== WHAT THE TASK ASKS ==
When the string "SaleEvent" occurs in a line of the records, show that line.

== Stored records ==
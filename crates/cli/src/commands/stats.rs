//! `stockbook stats`: sales summary.

use std::io::Write;

use anyhow::Result;

use stockbook_stats::{Dimension, GroupTotal, SeriesShape, Statistics, StatisticsReport};

pub fn print_json(out: &mut impl Write, report: &StatisticsReport) -> Result<()> {
    writeln!(out, "{}", serde_json::to_string_pretty(report)?)?;
    Ok(())
}

pub fn print_summary(out: &mut impl Write, stats: &Statistics<'_>) -> Result<()> {
    let unmatched = stats.unmatched_sales();
    if !unmatched.is_empty() {
        let units = unmatched.iter().map(|s| s.quantity).fold(0, u64::saturating_add);
        tracing::warn!(
            rows = unmatched.len(),
            units,
            "sales reference products missing from the catalog"
        );
        writeln!(
            out,
            "Warning: {} sale(s) ({} units) reference unknown products; excluded from profit and top groups.",
            unmatched.len(),
            units
        )?;
    }

    let total = stats.total_units_sold();
    if total == 0 {
        writeln!(out, "No sales recorded yet.")?;
        return Ok(());
    }

    writeln!(out, "Units sold:    {total}")?;
    match stats.total_profit() {
        Some(profit) => writeln!(out, "Total profit:  {}", profit.round_dp(2))?,
        None => writeln!(out, "Total profit:  -")?,
    }
    match stats.margin_percent() {
        Some(margin) => writeln!(out, "Margin:        {}%", margin.round_dp(1))?,
        None => writeln!(out, "Margin:        -")?,
    }

    writeln!(out)?;
    for (label, dimension) in [
        ("Top family:", Dimension::Family),
        ("Top size:", Dimension::Size),
        ("Top color:", Dimension::Color),
    ] {
        writeln!(out, "{label:14} {}", describe(stats.top_by_dimension(dimension)))?;
    }

    let daily = stats.daily_series();
    writeln!(out)?;
    writeln!(out, "Sales by day:")?;
    if daily.shape() != SeriesShape::Trend {
        writeln!(out, "  (fewer than two days of sales; no trend to show)")?;
    }
    for point in daily.points() {
        writeln!(out, "  {}  {:>6}", point.key, point.quantity)?;
    }

    writeln!(out)?;
    writeln!(out, "Sales by hour:")?;
    for point in stats.hourly_series().points() {
        writeln!(out, "  {:02}:00  {:>6}", point.key, point.quantity)?;
    }

    writeln!(out)?;
    writeln!(out, "Sales by channel:")?;
    for share in stats.channel_distribution() {
        writeln!(
            out,
            "  {:12} {:>6}  {:>5}%",
            share.channel.as_str(),
            share.quantity,
            share.percent.round_dp(1)
        )?;
    }

    Ok(())
}

fn describe(top: Option<GroupTotal>) -> String {
    match top {
        Some(g) => format!("{} ({} units)", g.group, g.quantity),
        None => "-".to_string(),
    }
}

#[cfg(test)]
mod tests {
    use super::*;
    use crate::commands::fixtures::{at, engine, output};
    use stockbook_catalog::Catalog;
    use stockbook_core::ProductCode;
    use stockbook_sales::{Channel, Ledger, SaleEvent};

    #[test]
    fn summary_with_one_day_notes_missing_trend() {
        let mut engine = engine();
        engine.record_sale("A1", 3, "Shopify", at(20, 15)).unwrap();

        let mut buf = Vec::new();
        print_summary(&mut buf, &engine.statistics()).unwrap();
        let text = output(buf);

        assert!(text.contains("Units sold:    3"));
        assert!(text.contains("Total profit:  120"));
        assert!(text.contains("Margin:        40"));
        assert!(text.contains("Top family:    Blusa (3 units)"));
        assert!(text.contains("no trend to show"));
        assert!(text.contains("  2024-11-20       3"));
        assert!(text.contains("  15:00       3"));
        assert!(text.contains("Shopify"));
        assert!(!text.contains("Warning"));
    }

    #[test]
    fn summary_over_two_days_has_no_fallback_note() {
        let mut engine = engine();
        engine.record_sale("A1", 5, "Shopify", at(20, 10)).unwrap();
        engine.record_sale("B1", 4, "Instagram", at(21, 11)).unwrap();

        let mut buf = Vec::new();
        print_summary(&mut buf, &engine.statistics()).unwrap();
        let text = output(buf);
        assert!(!text.contains("no trend to show"));
        assert!(text.contains("Units sold:    9"));
    }

    #[test]
    fn empty_ledger_reports_no_data() {
        let engine = engine();
        let mut buf = Vec::new();
        print_summary(&mut buf, &engine.statistics()).unwrap();
        assert_eq!(output(buf), "No sales recorded yet.\n");
    }

    #[test]
    fn unmatched_sales_produce_a_warning() {
        let catalog = Catalog::new();
        let ledger = Ledger::from_events(vec![
            SaleEvent::new(at(20, 9), ProductCode::new("GONE").unwrap(), 2, Channel::Showroom)
                .unwrap(),
        ])
        .unwrap();

        let mut buf = Vec::new();
        print_summary(&mut buf, &Statistics::new(&catalog, &ledger)).unwrap();
        let text = output(buf);
        assert!(text.starts_with("Warning: 1 sale(s) (2 units)"));
        assert!(text.contains("Total profit:  -"));
        assert!(text.contains("Top family:    -"));
    }

    #[test]
    fn json_report_is_parseable() {
        let mut engine = engine();
        engine.record_sale("A1", 3, "Shopify", at(20, 15)).unwrap();

        let mut buf = Vec::new();
        print_json(&mut buf, &engine.statistics().report()).unwrap();
        let value: serde_json::Value = serde_json::from_slice(&buf).unwrap();
        assert_eq!(value["total_units_sold"], 3);
        assert_eq!(value["top_family"]["group"], "Blusa");
    }
}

== ANSWER BELOW ==
    use stockbook_sales::{Channel, Ledger, SaleEvent};
            SaleEvent::new(at(20, 9), ProductCode::new("GONE").unwrap(), 2, Channel::Showroom)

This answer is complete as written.